Collected data entries:
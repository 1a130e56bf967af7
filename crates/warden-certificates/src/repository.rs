use async_trait::async_trait;
use std::path::{Path, PathBuf};
use tokio::sync::Mutex;
use tracing::debug;

use crate::errors::RepositoryError;
use crate::models::{Certificate, CertificateField};

#[async_trait]
pub trait CertificateRepository: Send + Sync {
    async fn find(&self, id: &str) -> Result<Option<Certificate>, RepositoryError>;
    async fn all(&self) -> Result<Vec<Certificate>, RepositoryError>;
    async fn insert(&self, cert: Certificate) -> Result<Certificate, RepositoryError>;
    /// Writes only `fields` of `cert` onto the stored record.
    async fn commit_fields(
        &self,
        cert: &Certificate,
        fields: &[CertificateField],
    ) -> Result<(), RepositoryError>;
}

pub(crate) fn apply_fields(target: &mut Certificate, source: &Certificate, fields: &[CertificateField]) {
    for field in fields {
        match field {
            CertificateField::Key => target.key = source.key.clone(),
            CertificateField::Certificate => target.certificate = source.certificate.clone(),
            CertificateField::Info => target.info = source.info.clone(),
            CertificateField::AcmeHash => target.acme_hash = source.acme_hash.clone(),
            CertificateField::AcmeAccount => target.acme_account = source.acme_account.clone(),
        }
    }
}

/// Certificates kept as a JSON array in a single file
pub struct JsonFileRepository {
    path: PathBuf,
    lock: Mutex<()>,
}

impl JsonFileRepository {
    pub fn new(path: impl AsRef<Path>) -> Self {
        Self {
            path: path.as_ref().to_path_buf(),
            lock: Mutex::new(()),
        }
    }

    pub fn path(&self) -> &Path {
        &self.path
    }

    async fn load(&self) -> Result<Vec<Certificate>, RepositoryError> {
        match tokio::fs::read(&self.path).await {
            Ok(data) if data.iter().all(u8::is_ascii_whitespace) => Ok(Vec::new()),
            Ok(data) => Ok(serde_json::from_slice(&data)?),
            Err(e) if e.kind() == std::io::ErrorKind::NotFound => Ok(Vec::new()),
            Err(e) => Err(e.into()),
        }
    }

    async fn store(&self, certs: &[Certificate]) -> Result<(), RepositoryError> {
        let data = serde_json::to_vec_pretty(certs)?;
        let tmp = self.path.with_extension("tmp");
        tokio::fs::write(&tmp, data).await?;
        tokio::fs::rename(&tmp, &self.path).await?;
        Ok(())
    }
}

#[async_trait]
impl CertificateRepository for JsonFileRepository {
    async fn find(&self, id: &str) -> Result<Option<Certificate>, RepositoryError> {
        let _guard = self.lock.lock().await;
        Ok(self.load().await?.into_iter().find(|c| c.id == id))
    }

    async fn all(&self) -> Result<Vec<Certificate>, RepositoryError> {
        let _guard = self.lock.lock().await;
        self.load().await
    }

    async fn insert(&self, cert: Certificate) -> Result<Certificate, RepositoryError> {
        let _guard = self.lock.lock().await;
        let mut certs = self.load().await?;
        if certs.iter().any(|c| c.id == cert.id) {
            return Err(RepositoryError::DuplicateEntry(format!(
                "Certificate '{}' already exists",
                cert.id
            )));
        }
        certs.push(cert.clone());
        self.store(&certs).await?;
        Ok(cert)
    }

    async fn commit_fields(
        &self,
        cert: &Certificate,
        fields: &[CertificateField],
    ) -> Result<(), RepositoryError> {
        let _guard = self.lock.lock().await;
        let mut certs = self.load().await?;
        let stored = certs
            .iter_mut()
            .find(|c| c.id == cert.id)
            .ok_or_else(|| RepositoryError::NotFound(format!("Certificate '{}' not found", cert.id)))?;

        apply_fields(stored, cert, fields);
        self.store(&certs).await?;

        debug!(
            "Committed {:?} for certificate {}",
            fields.iter().map(|f| f.as_str()).collect::<Vec<_>>(),
            cert.id
        );
        Ok(())
    }
}

pub mod test_utils {
    use super::*;
    use std::collections::HashMap;
    use std::sync::Arc;
    use tokio::sync::RwLock;

    /// In-memory repository that records every field-scoped commit
    #[derive(Default)]
    pub struct MockCertificateRepository {
        certificates: Arc<RwLock<HashMap<String, Certificate>>>,
        commits: Arc<RwLock<Vec<(String, Vec<CertificateField>)>>>,
    }

    impl MockCertificateRepository {
        pub fn new() -> Self {
            Self::default()
        }

        pub async fn commits(&self) -> Vec<(String, Vec<CertificateField>)> {
            self.commits.read().await.clone()
        }
    }

    #[async_trait]
    impl CertificateRepository for MockCertificateRepository {
        async fn find(&self, id: &str) -> Result<Option<Certificate>, RepositoryError> {
            Ok(self.certificates.read().await.get(id).cloned())
        }

        async fn all(&self) -> Result<Vec<Certificate>, RepositoryError> {
            let mut certs: Vec<Certificate> =
                self.certificates.read().await.values().cloned().collect();
            certs.sort_by(|a, b| a.id.cmp(&b.id));
            Ok(certs)
        }

        async fn insert(&self, cert: Certificate) -> Result<Certificate, RepositoryError> {
            let mut certs = self.certificates.write().await;
            if certs.contains_key(&cert.id) {
                return Err(RepositoryError::DuplicateEntry(cert.id));
            }
            certs.insert(cert.id.clone(), cert.clone());
            Ok(cert)
        }

        async fn commit_fields(
            &self,
            cert: &Certificate,
            fields: &[CertificateField],
        ) -> Result<(), RepositoryError> {
            let mut certs = self.certificates.write().await;
            let stored = certs
                .get_mut(&cert.id)
                .ok_or_else(|| RepositoryError::NotFound(cert.id.clone()))?;
            apply_fields(stored, cert, fields);
            self.commits
                .write()
                .await
                .push((cert.id.clone(), fields.to_vec()));
            Ok(())
        }
    }
}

§ **WORK INSTRUCTION**
Every line above that includes the word "format" should be listed.

§ **ANSWER TO THE EXERCISE**
            return Err(RepositoryError::DuplicateEntry(format!(
            .ok_or_else(|| RepositoryError::NotFound(format!("Certificate '{}' not found", cert.id)))?;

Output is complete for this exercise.